Grahita mematung sebentar di depan cermin rias yang berukuran besar itu. Tatanan sanggul modern, pipi yang agak memerah karena riasan serta bibir yang dilapisi oleh lip cream warna pink natural menjadi pemandangannya sekarang. Sungguh inikah dia? Padahal ia pernah menulis di sebuah buku kecil tentang mimpi dan harapanny jika resolusi 3 tahun dari menulis di buku itu, ia akan mengembangkan usaha food court yang akan tersebar di seluruh Indonesia. Namun tiba saatnya, kini justru dirinya bertunangan dan hendak menikah. Memang takdir tak ada yang tahu.

Tak ada di benaknya dulu jika ia menikah. Hanya ada harapan bahwa ia menjalani kehidupan secara normal, mengembangkan usaha kulinernya, dan liburan sepuasnya tanpa ingin merasakan jatuh cinta lagi. Namun kini justru ia jatuh cinta pada seorang abdi negara yang jauh dari ekspektasinya. Mengenal seluk beluknya saja baru waktu dekat ini. Sungguh tak disangka, takdir bermain begitu rapi dan mengejutkan dirinya.

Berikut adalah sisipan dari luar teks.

//! Registry service
//!
//! Request-level operations over the store: input validation, the list
//! visibility policy and the not-found mapping. Transport layers call this and
//! translate [`RegistryError`] into their own responses.

use crate::error::{RegistryError, Result};
use crate::record::{BroadcastRecord, BroadcastStatus};
use crate::store::{BroadcastStore, StoreCounts, UpsertOutcome};
use serde::{Deserialize, Serialize};
use std::sync::Arc;
use url::Url;

/// Register request as received from a broadcaster.
///
/// Fields are optional so that absence is reported as a validation error
/// rather than a decoding failure.
#[derive(Debug, Clone, Default, Serialize, Deserialize)]
pub struct RegisterBroadcast {
    #[serde(default)]
    pub broadcaster_id: Option<String>,
    #[serde(default)]
    pub stream_url: Option<String>,
}

impl RegisterBroadcast {
    pub fn new(broadcaster_id: impl Into<String>, stream_url: impl Into<String>) -> Self {
        Self {
            broadcaster_id: Some(broadcaster_id.into()),
            stream_url: Some(stream_url.into()),
        }
    }
}

/// Which records list and lookup expose
#[derive(Debug, Clone, Copy, PartialEq, Eq, Serialize, Deserialize)]
pub struct ListPolicy {
    /// Show inactive broadcasters (with status `inactive`) instead of hiding them
    pub include_inactive: bool,
}

impl Default for ListPolicy {
    fn default() -> Self {
        Self {
            include_inactive: true,
        }
    }
}

impl ListPolicy {
    fn admits(&self, record: &BroadcastRecord) -> bool {
        self.include_inactive || record.status.is_active()
    }
}

/// Register / deregister / list over a shared store
pub struct RegistryService {
    store: Arc<BroadcastStore>,
    list_policy: ListPolicy,
}

impl RegistryService {
    pub fn new(store: Arc<BroadcastStore>, list_policy: ListPolicy) -> Self {
        Self { store, list_policy }
    }

    pub fn store(&self) -> &Arc<BroadcastStore> {
        &self.store
    }

    pub fn list_policy(&self) -> ListPolicy {
        self.list_policy
    }

    /// Register or heartbeat a broadcaster.
    ///
    /// An existing id has its stream URL replaced and liveness refreshed;
    /// this is never a conflict.
    pub async fn register(&self, request: RegisterBroadcast) -> Result<UpsertOutcome> {
        let broadcaster_id = validate_broadcaster_id(request.broadcaster_id)?;
        let stream_url = validate_stream_url(request.stream_url)?;

        let outcome = self.store.upsert(&broadcaster_id, &stream_url).await;

        if outcome.created {
            tracing::info!(
                broadcaster_id = %broadcaster_id,
                stream_url = %stream_url,
                "Registered broadcaster"
            );
        } else {
            tracing::debug!(broadcaster_id = %broadcaster_id, "Broadcaster heartbeat");
        }

        Ok(outcome)
    }

    /// Remove a broadcaster
    pub async fn deregister(&self, broadcaster_id: &str) -> Result<()> {
        if !self.store.remove(broadcaster_id).await {
            return Err(RegistryError::broadcast_not_found());
        }

        tracing::info!(broadcaster_id = %broadcaster_id, "Deregistered broadcaster");
        Ok(())
    }

    /// Snapshot of visible broadcasters, optionally narrowed to one status
    pub async fn list(&self, status: Option<BroadcastStatus>) -> Vec<BroadcastRecord> {
        self.store
            .list()
            .await
            .into_iter()
            .filter(|r| self.list_policy.admits(r))
            .filter(|r| status.map_or(true, |s| r.status == s))
            .collect()
    }

    /// Look up one visible broadcaster
    pub async fn get(&self, broadcaster_id: &str) -> Result<BroadcastRecord> {
        self.store
            .get(broadcaster_id)
            .await
            .filter(|r| self.list_policy.admits(r))
            .ok_or_else(RegistryError::broadcast_not_found)
    }

    pub async fn counts(&self) -> StoreCounts {
        self.store.counts().await
    }
}

fn require(field: &str, value: Option<String>) -> Result<String> {
    match value {
        Some(v) if !v.trim().is_empty() => Ok(v),
        _ => Err(RegistryError::Validation(format!("Missing {}", field))),
    }
}

fn validate_broadcaster_id(value: Option<String>) -> Result<String> {
    let id = require("broadcaster_id", value)?;
    if id.contains('/') {
        return Err(RegistryError::Validation(
            "broadcaster_id must not contain '/'".to_string(),
        ));
    }
    Ok(id)
}

fn validate_stream_url(value: Option<String>) -> Result<String> {
    let raw = require("stream_url", value)?;
    let parsed = Url::parse(&raw)
        .map_err(|e| RegistryError::Validation(format!("Invalid stream_url: {}", e)))?;

    if parsed.host_str().map_or(true, str::is_empty) {
        return Err(RegistryError::Validation(
            "Invalid stream_url: missing host".to_string(),
        ));
    }
    Ok(raw)
}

Kebaya cantik berwarna silver itu membalut tubuh Grahita dengan indah. Sepertinya, tahun ini adalah tahun dimana ia kenyang memakai kebaya dan riasan di wajahnya.

"Nanti kamu keluar kalau sudah dikasih aba-aba ya? Keluarga Gandhi baru datang, Ta. Bah mantap banget! Calon suamimu tambah glowing."

Grahita tergelak pelan dengan ucapan Zoya. Yang dimaksud glowing mungkin terlihat lebih cerah. Kemarin Grahita memang sengaja memberikan masukan supaya Gandhi lebih memperhatikan penampilannya. Grahita berdalih jika Gandhi akan terlihat lebih muda jika wajahnya tidak terlalu kusam seperti kemarin dan lelaki itu menuruti apa yang dikatakan oleh Grahita.

"Glowing apanya Mbak? Dia tuh mana mau treatment ala-ala yang sekarang sedang jadi tren artis laki-laki. Mungkin kelihatan lebih cerah aja."

Zoya menganggukkan kepalanya setuju. Mungkin selama ini yang ia tahu, Gandhi agak gelap kulitnya sehingga melihat wajah lebih cerahnya Gandhi langsung dibilang glowing.

"Deg-degan, Ta?"

Grahita mengangguk. "Iya, Mbak. Banget. Mbak dulu gitu?"

Zoya mengangguk. "Sama. Aku dulu deg-degan banget, tapi lebih deg-degan pas acara akad nikah sih. Kamu tahu sendiri kan kalau nama mbak panjang dan mbak takut abangmu salah ucap."

Grahita kembali terkekeh. Tak lama kemudian, Lili masuk bersama Marcella ke ruangan tersebut.

Kali ini acara diadakan di rumah eyang. Disamping lebih luas rumahnya, di rumah ini pun banyak pekerja yang akan siap sedia menata rumah dan dekorasi. Namun pertimbangan lebih luas inilah yang membuat Grahita mau mengadakan acara tunangannya di rumah ini.

Sedangkan Marcella, perempuan itu datang bersama Sergei kemarin. Kedua adik tiri Grahita tak ikut karena masih sekolah. Awalnya Marcella sangat canggung harus kembali ke rumah itu. Namun demi sang putri, ia rela menguatkan hatinya lagi. Lagipula ia sudah tak ada lagi hubungan dengan Sadewa.

"Yuk keluar, Ta," ajak Lili. Acara sudah dimulai dengan sambutan dari perwakilan keluarga. Acara kali ini hanya mengundang kerabat terdekat saja.

Grahita bangkit dari duduknya. Gadis itu lalu diapit oleh Lili dan Yessy yang baru datang dari luar. Pengantin baru itu akhirnya menunda bulan madu hingga acara pertunangan Grahita ini terlaksana.

Perlahan mereka menuruni tangga rumah. Semua mata tertuju pada Grahita yang tampak cantik dengan balutan kebaya modern. Sedangkan Gandhi mengenakan batik yang sama dengan jarik yang dipakai oleh Grahita.

Pandangan mereka bertemu. Grahita lalu duduk di tengah, yang langsung menghadap Gandhi yang juga diapit oleh abah dan umi. Umi terlihat anggun dengan gamis berwarna gold. Wanita itu tersenyum teduh pada Grahita.